The increasing prevalence of type 2 diabetes in the USA has closely paralleled the increase in childhood obesity noted there and across the Western world.1, 5 Obesity in adulthood is recognised as an independent risk factor for the development of type 2 diabetes, and obesity in adolescence increases the risk of insulin resistance and glucose intolerance.2 Type 2 diabetes is associated with both insulin resistance and β cell failure, although the primary defect remains unclear. β Cell dysfunction is characterised by raised concentrations of the insulin precursors, intact proinsulin and 32/33 split proinsulin,6 and studies have shown that raised fasting proinsulin concentrations are highly predictive of the development of type 2 diabetes.6 We have recently shown that in a selected population of obese, mainly white children, metabolic abnormalities, including hyperinsulinaemia and raised insulin precursors are present, which are associated with a high risk of type 2 diabetes.7 The increase in childhood obesity in the UK5 is therefore likely to precede an increase in the incidence of type 2 diabetes in both white and ethnic minority groups.
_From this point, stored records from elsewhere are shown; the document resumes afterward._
// sawtooth-config - Unified configuration for the fetch service
//
// Supports configuration from multiple sources:
// 1. Environment variables (highest priority)
// 2. Config file path from SAWTOOTH_CONFIG env var
// 3. Config file contents from SAWTOOTH_CONFIG_CONTENT env var
// 4. Default config file locations (./config.toml, ./.sawtooth.toml)
// 5. Built-in defaults (lowest priority)

use serde::{Deserialize, Serialize};
use std::time::Duration;

mod sources;
mod validation;

pub use sources::load_config;

/// Main runtime configuration.
#[derive(Debug, Clone, Serialize, Deserialize)]
pub struct RuntimeConfig {
    #[serde(default)]
    pub cache: CacheConfig,

    #[serde(default)]
    pub fetch: FetchConfig,

    #[serde(default)]
    pub sampling: SamplingConfig,

    #[serde(default)]
    pub kvstore: KvStoreConfig,

    #[serde(default)]
    pub server: ServerConfig,
}

impl RuntimeConfig {
    pub fn validate(&self) -> anyhow::Result<()> {
        validation::validate_config(self)
    }
}

impl Default for RuntimeConfig {
    fn default() -> Self {
        Self {
            cache: CacheConfig::default(),
            fetch: FetchConfig::default(),
            sampling: SamplingConfig::default(),
            kvstore: KvStoreConfig::default(),
            server: ServerConfig::default(),
        }
    }
}

/// Serving-info cache sizing (backs `sawtooth_cache::ServingInfoCache`).
#[derive(Debug, Clone, Serialize, Deserialize)]
pub struct CacheConfig {
    pub ttl_secs: u64,
    pub max_entries: usize,
}

impl CacheConfig {
    pub fn ttl(&self) -> Duration {
        Duration::from_secs(self.ttl_secs)
    }
}

impl Default for CacheConfig {
    fn default() -> Self {
        Self { ttl_secs: 60, max_entries: 100_000 }
    }
}

/// Group-By Fetcher worker pool and deadline.
#[derive(Debug, Clone, Serialize, Deserialize)]
pub struct FetchConfig {
    #[serde(default = "default_worker_pool_size")]
    pub worker_pool_size: usize,
    #[serde(default = "default_timeout_ms")]
    pub timeout_ms: u64,
}

fn default_worker_pool_size() -> usize {
    std::thread::available_parallelism().map(|n| n.get()).unwrap_or(4)
}

fn default_timeout_ms() -> u64 {
    10_000
}

impl FetchConfig {
    pub fn timeout(&self) -> Duration {
        Duration::from_millis(self.timeout_ms)
    }
}

impl Default for FetchConfig {
    fn default() -> Self {
        Self { worker_pool_size: default_worker_pool_size(), timeout_ms: default_timeout_ms() }
    }
}

/// Logging Sampler defaults.
#[derive(Debug, Clone, Serialize, Deserialize)]
pub struct SamplingConfig {
    /// Used when a Join does not declare its own `sample_percent`.
    pub default_sample_percent: f64,
    /// Disables the ~1% sink-failure log rate limit.
    #[serde(default)]
    pub debug_mode: bool,
    #[serde(default = "default_codec_ttl_secs")]
    pub codec_ttl_secs: u64,
}

fn default_codec_ttl_secs() -> u64 {
    300
}

impl SamplingConfig {
    pub fn codec_ttl(&self) -> Duration {
        Duration::from_secs(self.codec_ttl_secs)
    }
}

impl Default for SamplingConfig {
    fn default() -> Self {
        Self { default_sample_percent: 1.0, debug_mode: false, codec_ttl_secs: default_codec_ttl_secs() }
    }
}

/// Selects which `KvStore` implementation the fetch service constructs.
/// Only `Memory` is implemented; the variant exists so a future
/// backend can be added without reshaping the config.
#[derive(Debug, Clone, Copy, PartialEq, Eq, Serialize, Deserialize)]
#[serde(rename_all = "lowercase")]
pub enum KvStoreBackend {
    Memory,
}

impl std::fmt::Display for KvStoreBackend {
    fn fmt(&self, f: &mut std::fmt::Formatter<'_>) -> std::fmt::Result {
        match self {
            KvStoreBackend::Memory => write!(f, "memory"),
        }
    }
}

impl std::str::FromStr for KvStoreBackend {
    type Err = anyhow::Error;

    fn from_str(s: &str) -> anyhow::Result<Self> {
        match s.to_lowercase().as_str() {
            "memory" | "mem" => Ok(KvStoreBackend::Memory),
            _ => anyhow::bail!("Unsupported kvstore backend: {}. Supported: memory", s),
        }
    }
}

#[derive(Debug, Clone, Serialize, Deserialize)]
pub struct KvStoreConfig {
    pub backend: KvStoreBackend,
}

impl Default for KvStoreConfig {
    fn default() -> Self {
        Self { backend: KvStoreBackend::Memory }
    }
}

/// HTTP server configuration.
#[derive(Debug, Clone, Serialize, Deserialize)]
pub struct ServerConfig {
    pub listen_addr: String,
    pub log_level: String,
    pub log_format: LogFormat,
}

impl Default for ServerConfig {
    fn default() -> Self {
        Self {
            listen_addr: "0.0.0.0:8080".to_string(),
            log_level: "info".to_string(),
            log_format: LogFormat::Text,
        }
    }
}

#[derive(Debug, Clone, Copy, PartialEq, Eq, Serialize, Deserialize)]
#[serde(rename_all = "lowercase")]
pub enum LogFormat {
    Text,
    Json,
}
// End-to-end coverage driving the Axum app the way an HTTP client would,
// without binding a real socket.

use axum::body::Body;
use axum::http::{Request, StatusCode};
use serde_json::{json, Value};
use tower::ServiceExt;

use sawtooth_server::registry::{RegistryFile, StaticJoinLoader, StaticMetadataLoader, TracingLogSink};

const REGISTRY: &str = r#"
[feature_sets.user_profile]
key_schema = [["user", "string"]]
output_columns = ["plan"]
accuracy = "snapshot"
data_model = "events"

[feature_sets.purchases_sum]
key_schema = [["user", "string"]]
output_columns = ["count"]
accuracy = "temporal"
data_model = "entities"
batch_end_millis = 0

[[feature_sets.purchases_sum.aggregations]]
output_name = "count"
[feature_sets.purchases_sum.aggregations.func]
kind = "count"

[joins.checkout]
key_schema = [["user", "string"]]
sample_percent = 100.0

[[joins.checkout.parts]]
group_by_name = "user_profile"
full_prefix = "profile"
[joins.checkout.parts.key_mapping]
user = "user"

[[joins.checkout.parts]]
group_by_name = "purchases_sum"
full_prefix = "purchases"
[joins.checkout.parts.key_mapping]
user = "user"
"#;

async fn test_app() -> axum::Router {
    use std::sync::Arc;
    use std::time::Duration;

    use sawtooth_cache::ServingInfoCache;
    use sawtooth_config::RuntimeConfig;
    use sawtooth_fetch::{GroupByFetcher, JoinPlanner, LoggingSampler};
    use sawtooth_kvstore::InMemoryKvStore;
    use sawtooth_server::AppState;

    let registry = RegistryFile::load_from_str(REGISTRY).unwrap();
    let config = RuntimeConfig::default();

    let loader = StaticMetadataLoader::new(&registry);
    let cache = Arc::new(ServingInfoCache::new(loader, config.cache.ttl()));
    let store = Arc::new(InMemoryKvStore::new());
    let group_by = Arc::new(GroupByFetcher::new(cache, store, config.fetch.worker_pool_size, config.fetch.timeout()));

    let join_loader = StaticJoinLoader::new(&registry, config.sampling.default_sample_percent);
    let planner = Arc::new(JoinPlanner::new(join_loader, group_by.clone()));
    let sampler = Arc::new(LoggingSampler::new(planner, Arc::new(TracingLogSink), Duration::from_secs(60), true));

    let state = AppState { group_by, sampler, config: Arc::new(config) };
    sawtooth_server::router(state)
}

async fn post_json(app: axum::Router, uri: &str, body: Value) -> Value {
    let response = app
        .oneshot(
            Request::builder()
                .method("POST")
                .uri(uri)
                .header("content-type", "application/json")
                .body(Body::from(body.to_string()))
                .unwrap(),
        )
        .await
        .unwrap();
    assert_eq!(response.status(), StatusCode::OK);
    let bytes = axum::body::to_bytes(response.into_body(), usize::MAX).await.unwrap();
    serde_json::from_slice(&bytes).unwrap()
}

#[tokio::test]
async fn health_and_ready_report_ok() {
    let app = test_app().await;
    let response =
        app.clone().oneshot(Request::builder().uri("/health").body(Body::empty()).unwrap()).await.unwrap();
    assert_eq!(response.status(), StatusCode::OK);

    let response = app.oneshot(Request::builder().uri("/ready").body(Body::empty()).unwrap()).await.unwrap();
    assert_eq!(response.status(), StatusCode::OK);
}

#[tokio::test]
async fn group_by_fetch_returns_missing_metadata_for_unknown_name() {
    let app = test_app().await;
    let body = json!({ "requests": [{ "name": "does_not_exist", "keys": { "user": "u1" } }] });
    let out = post_json(app, "/v1/fetch/group-bys", body).await;

    let response = &out["responses"][0];
    assert_eq!(response["request_name"], "does_not_exist");
    assert_eq!(response["error"]["kind"], "MetadataMissing");
}

#[tokio::test]
async fn join_fetch_folds_group_by_failure_into_exception_sentinel() {
    let app = test_app().await;
    let body = json!({ "requests": [{ "name": "checkout", "keys": { "user": "u1" } }] });
    let out = post_json(app, "/v1/fetch/join", body).await;

    let response = &out["responses"][0];
    assert_eq!(response["request_name"], "checkout");
    let values = response["values"].as_object().expect("join response carries partial values, not a request-level error");
    assert!(values.contains_key("profile_plan") || values.contains_key("user_profile_exception"));
    assert!(values.contains_key("purchases_count") || values.contains_key("purchases_sum_exception"));
}

#[tokio::test]
async fn batch_requests_are_independent_on_partial_failure() {
    let app = test_app().await;
    let body = json!({
        "requests": [
            { "name": "unknown_one", "keys": {} },
            { "name": "user_profile", "keys": { "user": "u1" } },
        ]
    });
    let out = post_json(app, "/v1/fetch/group-bys", body).await;

    assert_eq!(out["responses"][0]["error"]["kind"], "MetadataMissing");
    // the sibling request still resolves its own (missing-batch) outcome
    // independently, rather than being aborted by the first failure.
    assert!(out["responses"][1]["error"].is_object() || out["responses"][1]["values"].is_object());
}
The mean age at diagnosis reported for type 2 diabetes in childhood is 12–14 years, coinciding with the relative insulin resistance occurring during puberty, which may precipitate glucose intolerance.1, 4 Although adolescents presenting with diabetes are normally assumed to have type 1 diabetes, this may no longer be the case, even if the patient presents in ketoacidosis requiring insulin treatment.4 In recent studies 5–25% of children with type 2 diabetes presented with ketoacidosis, and ketonuria was present in a further 33%.2, 4 The majority of these children will be obese, but the severity of the obesity may be mitigated by weight loss prior to presentation.2 These factors may lead to the misclassification of adolescents with type 2 diabetes as type 1, and possibly an under estimation of the current prevalence of this clinical problem. Other pertinent features in the differential diagnosis include a positive family history (the frequency of a first degree relative with type 2 diabetes has been reported as ranging from 74–100%2), and the presence of acanthosis nigricans (fig 1). Acanthosis nigricans has always been regarded as rare in childhood but is strongly associated with obesity and insulin resistance. Maturity onset diabetes of the young (MODY) should also be considered in the differential diagnosis. None of the cases described above fit the criteria for MODY as they show clear evidence of insulin resistance.

Figure 1

Acanthosis nigricans around the neck in a patient with insulin resistance and obesity.

As far as we are aware, these are the first cases of type 2 diabetes described in white children in the UK; however, this phenomenon is likely to become increasingly common. It is therefore essential that clinicians appreciate the risk of clinical and unrecognised type 2 diabetes associated with obesity in white children as well as those from high risk populations, as early investigation and appropriate treatment may delay the onset of complications. New research is needed into current national prevalence rates and subsequently, effective methods of prevention and management. Health care providers must particularly recognise the need for targeted screening of at-risk patients, identifying subjects at high risk because of obesity and a family history of diabetes mellitus.